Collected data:
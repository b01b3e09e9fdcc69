//! API 模块
//!
//! 提供 REST API 支持。

#[cfg(test)]
mod api_tests;
pub mod app_state;
pub mod dto;
pub mod handlers;
pub mod routes;

use crate::api::app_state::AppState;
use crate::security::identity_middleware;
use axum::Router;
use tower_http::{cors::CorsLayer, trace::TraceLayer};

pub fn create_router(app_state: AppState) -> Router {
    let api = Router::new()
        .merge(routes::plan_routes::create_plan_router())
        .merge(routes::practice_routes::create_practice_router())
        .merge(routes::weakness_routes::create_weakness_router())
        .merge(routes::media_routes::create_media_router());

    Router::new()
        .nest("/api/v1", api)
        .layer(axum::middleware::from_fn_with_state(
            app_state.security.clone(),
            identity_middleware,
        ))
        .layer(TraceLayer::new_for_http())
        .layer(CorsLayer::permissive())
        .with_state(app_state)
}
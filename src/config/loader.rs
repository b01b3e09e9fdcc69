use crate::config::config::AppConfig;
use figment::{
    Figment,
    providers::{Env, Format, Toml},
};
use std::path::PathBuf;

/// 配置加载器
pub struct ConfigLoader;

impl ConfigLoader {
    /// 从默认路径加载配置
    ///
    /// 搜索路径：
    /// 1. ./config.toml
    /// 2. 环境变量
    pub fn load() -> Result<AppConfig, figment::Error> {
        let figment = Figment::new()
            .merge(Toml::file("config.toml"))
            .merge(Env::prefixed("MINERVA_").split("__").global());

        figment.extract()
    }

    /// 从指定路径加载配置
    pub fn load_from(path: PathBuf) -> Result<AppConfig, figment::Error> {
        let figment = Figment::new()
            .merge(Toml::file(path))
            .merge(Env::prefixed("MINERVA_").split("__").global());

        figment.extract()
    }

    /// 验证配置
    pub fn validate(config: &AppConfig) -> Result<(), ConfigValidationError> {
        if config.server.port == 0 {
            return Err(ConfigValidationError::InvalidPort);
        }

        if config.database.url.is_empty() {
            return Err(ConfigValidationError::MissingDatabaseUrl);
        }

        if config.genai.base_url.is_empty() {
            return Err(ConfigValidationError::MissingGenAiUrl);
        }

        if config.genai.max_parse_attempts == 0 {
            return Err(ConfigValidationError::InvalidParseAttempts);
        }

        Ok(())
    }
}

/// 配置验证错误
#[derive(thiserror::Error, Debug)]
pub enum ConfigValidationError {
    #[error("服务端口无效，必须大于 0")]
    InvalidPort,

    #[error("数据库连接 URL 未配置")]
    MissingDatabaseUrl,

    #[error("生成式后端 URL 未配置")]
    MissingGenAiUrl,

    #[error("结构化解码尝试次数必须大于 0")]
    InvalidParseAttempts,
}

/// 获取默认配置文件路径
pub fn default_config_path() -> PathBuf {
    PathBuf::from("config.toml")
}
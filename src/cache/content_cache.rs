//! 内容缓存
//!
//! 确定性键到制品引用的持久映射。写入是 insert-if-absent：
//! 键派生基于内容，同键并发写入的引用指向相同内容，后写失败无害。
//!
//! 调用方约定：lookup 失败按未命中处理，store 失败仅记日志，
//! 两者都不得阻断生成流程。

use async_trait::async_trait;
use chrono::{DateTime, Utc};
use dashmap::DashMap;
use serde::{Deserialize, Serialize};
use surrealdb::{Surreal, engine::any::Any};

use crate::error::Result;

/// 缓存记录（cached_artifact 表的内容）
#[derive(Debug, Clone, Serialize, Deserialize)]
struct CachedArtifact {
    reference: String,
    created_at: DateTime<Utc>,
}

/// 内容缓存 trait
#[async_trait]
pub trait ContentCache: Send + Sync {
    /// 查询键对应的制品引用
    async fn lookup(&self, key: &str) -> Result<Option<String>>;

    /// 记录键到引用的映射（insert-if-absent，可并发）
    async fn store(&self, key: &str, reference: &str) -> Result<()>;
}

/// SurrealDB 缓存实现，记录键即缓存键
#[derive(Clone)]
pub struct SurrealContentCache {
    db: Surreal<Any>,
}

impl SurrealContentCache {
    pub fn new(db: Surreal<Any>) -> Self {
        Self { db }
    }
}

#[async_trait]
impl ContentCache for SurrealContentCache {
    async fn lookup(&self, key: &str) -> Result<Option<String>> {
        let entry: Option<CachedArtifact> = self.db.select(("cached_artifact", key)).await?;
        Ok(entry.map(|e| e.reference))
    }

    async fn store(&self, key: &str, reference: &str) -> Result<()> {
        let entry = CachedArtifact {
            reference: reference.to_string(),
            created_at: Utc::now(),
        };

        let created: std::result::Result<Option<CachedArtifact>, surrealdb::Error> = self
            .db
            .create(("cached_artifact", key))
            .content(entry)
            .await;

        match created {
            Ok(_) => Ok(()),
            // 已有记录即另一个写者先到，内容等价，忽略
            Err(e) if e.to_string().contains("already exists") => Ok(()),
            Err(e) => Err(e.into()),
        }
    }
}

/// 进程内缓存实现（测试与单机开发用）
#[derive(Default)]
pub struct InMemoryContentCache {
    entries: DashMap<String, String>,
}

impl InMemoryContentCache {
    pub fn new() -> Self {
        Self::default()
    }
}

#[async_trait]
impl ContentCache for InMemoryContentCache {
    async fn lookup(&self, key: &str) -> Result<Option<String>> {
        Ok(self.entries.get(key).map(|e| e.value().clone()))
    }

    async fn store(&self, key: &str, reference: &str) -> Result<()> {
        self.entries
            .entry(key.to_string())
            .or_insert_with(|| reference.to_string());
        Ok(())
    }
}

#[cfg(test)]
mod tests {
    use super::*;

    #[tokio::test]
    async fn test_lookup_miss_then_hit() {
        let cache = InMemoryContentCache::new();
        assert_eq!(cache.lookup("k1").await.unwrap(), None);

        cache.store("k1", "audio/a.mp3").await.unwrap();
        assert_eq!(
            cache.lookup("k1").await.unwrap().as_deref(),
            Some("audio/a.mp3")
        );
    }

    #[tokio::test]
    async fn test_store_is_insert_if_absent() {
        let cache = InMemoryContentCache::new();
        cache.store("k1", "first").await.unwrap();
        cache.store("k1", "second").await.unwrap();
        assert_eq!(cache.lookup("k1").await.unwrap().as_deref(), Some("first"));
    }
}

Task requirements
Send back all of the entries exactly, with nothing missing.

Your solution
repository b01b3e09e9fdcc69
//! API 模块
//!
//! 提供 REST API 支持。

#[cfg(test)]
mod api_tests;
pub mod app_state;
pub mod dto;
pub mod handlers;
pub mod routes;

use crate::api::app_state::AppState;
use crate::security::identity_middleware;
use axum::Router;
use tower_http::{cors::CorsLayer, trace::TraceLayer};

pub fn create_router(app_state: AppState) -> Router {
    let api = Router::new()
        .merge(routes::plan_routes::create_plan_router())
        .merge(routes::practice_routes::create_practice_router())
        .merge(routes::weakness_routes::create_weakness_router())
        .merge(routes::media_routes::create_media_router());

    Router::new()
        .nest("/api/v1", api)
        .layer(axum::middleware::from_fn_with_state(
            app_state.security.clone(),
            identity_middleware,
        ))
        .layer(TraceLayer::new_for_http())
        .layer(CorsLayer::permissive())
        .with_state(app_state)
}
filename src/config/loader.rs
repository b01b3e09e9fdcc69
use crate::config::config::AppConfig;
use figment::{
    Figment,
    providers::{Env, Format, Toml},
};
use std::path::PathBuf;

/// 配置加载器
pub struct ConfigLoader;

impl ConfigLoader {
    /// 从默认路径加载配置
    ///
    /// 搜索路径：
    /// 1. ./config.toml
    /// 2. 环境变量
    pub fn load() -> Result<AppConfig, figment::Error> {
        let figment = Figment::new()
            .merge(Toml::file("config.toml"))
            .merge(Env::prefixed("MINERVA_").split("__").global());

        figment.extract()
    }

    /// 从指定路径加载配置
    pub fn load_from(path: PathBuf) -> Result<AppConfig, figment::Error> {
        let figment = Figment::new()
            .merge(Toml::file(path))
            .merge(Env::prefixed("MINERVA_").split("__").global());

        figment.extract()
    }

    /// 验证配置
    pub fn validate(config: &AppConfig) -> Result<(), ConfigValidationError> {
        if config.server.port == 0 {
            return Err(ConfigValidationError::InvalidPort);
        }

        if config.database.url.is_empty() {
            return Err(ConfigValidationError::MissingDatabaseUrl);
        }

        if config.genai.base_url.is_empty() {
            return Err(ConfigValidationError::MissingGenAiUrl);
        }

        if config.genai.max_parse_attempts == 0 {
            return Err(ConfigValidationError::InvalidParseAttempts);
        }

        Ok(())
    }
}

/// 配置验证错误
#[derive(thiserror::Error, Debug)]
pub enum ConfigValidationError {
    #[error("服务端口无效，必须大于 0")]
    InvalidPort,

    #[error("数据库连接 URL 未配置")]
    MissingDatabaseUrl,

    #[error("生成式后端 URL 未配置")]
    MissingGenAiUrl,

    #[error("结构化解码尝试次数必须大于 0")]
    InvalidParseAttempts,
}

/// 获取默认配置文件路径
pub fn default_config_path() -> PathBuf {
    PathBuf::from("config.toml")
}
filename src/cache/content_cache.rs
//! 内容缓存
//!
//! 确定性键到制品引用的持久映射。写入是 insert-if-absent：
//! 键派生基于内容，同键并发写入的引用指向相同内容，后写失败无害。
//!
//! 调用方约定：lookup 失败按未命中处理，store 失败仅记日志，
//! 两者都不得阻断生成流程。

use async_trait::async_trait;
use chrono::{DateTime, Utc};
use dashmap::DashMap;
use serde::{Deserialize, Serialize};
use surrealdb::{Surreal, engine::any::Any};

use crate::error::Result;

/// 缓存记录（cached_artifact 表的内容）
#[derive(Debug, Clone, Serialize, Deserialize)]
struct CachedArtifact {
    reference: String,
    created_at: DateTime<Utc>,
}

/// 内容缓存 trait
#[async_trait]
pub trait ContentCache: Send + Sync {
    /// 查询键对应的制品引用
    async fn lookup(&self, key: &str) -> Result<Option<String>>;

    /// 记录键到引用的映射（insert-if-absent，可并发）
    async fn store(&self, key: &str, reference: &str) -> Result<()>;
}

/// SurrealDB 缓存实现，记录键即缓存键
#[derive(Clone)]
pub struct SurrealContentCache {
    db: Surreal<Any>,
}

impl SurrealContentCache {
    pub fn new(db: Surreal<Any>) -> Self {
        Self { db }
    }
}

#[async_trait]
impl ContentCache for SurrealContentCache {
    async fn lookup(&self, key: &str) -> Result<Option<String>> {
        let entry: Option<CachedArtifact> = self.db.select(("cached_artifact", key)).await?;
        Ok(entry.map(|e| e.reference))
    }

    async fn store(&self, key: &str, reference: &str) -> Result<()> {
        let entry = CachedArtifact {
            reference: reference.to_string(),
            created_at: Utc::now(),
        };

        let created: std::result::Result<Option<CachedArtifact>, surrealdb::Error> = self
            .db
            .create(("cached_artifact", key))
            .content(entry)
            .await;

        match created {
            Ok(_) => Ok(()),
            // 已有记录即另一个写者先到，内容等价，忽略
            Err(e) if e.to_string().contains("already exists") => Ok(()),
            Err(e) => Err(e.into()),
        }
    }
}

/// 进程内缓存实现（测试与单机开发用）
#[derive(Default)]
pub struct InMemoryContentCache {
    entries: DashMap<String, String>,
}

impl InMemoryContentCache {
    pub fn new() -> Self {
        Self::default()
    }
}

#[async_trait]
impl ContentCache for InMemoryContentCache {
    async fn lookup(&self, key: &str) -> Result<Option<String>> {
        Ok(self.entries.get(key).map(|e| e.value().clone()))
    }

    async fn store(&self, key: &str, reference: &str) -> Result<()> {
        self.entries
            .entry(key.to_string())
            .or_insert_with(|| reference.to_string());
        Ok(())
    }
}

#[cfg(test)]
mod tests {
    use super::*;

    #[tokio::test]
    async fn test_lookup_miss_then_hit() {
        let cache = InMemoryContentCache::new();
        assert_eq!(cache.lookup("k1").await.unwrap(), None);

        cache.store("k1", "audio/a.mp3").await.unwrap();
        assert_eq!(
            cache.lookup("k1").await.unwrap().as_deref(),
            Some("audio/a.mp3")
        );
    }

    #[tokio::test]
    async fn test_store_is_insert_if_absent() {
        let cache = InMemoryContentCache::new();
        cache.store("k1", "first").await.unwrap();
        cache.store("k1", "second").await.unwrap();
        assert_eq!(cache.lookup("k1").await.unwrap().as_deref(), Some("first"));
    }
}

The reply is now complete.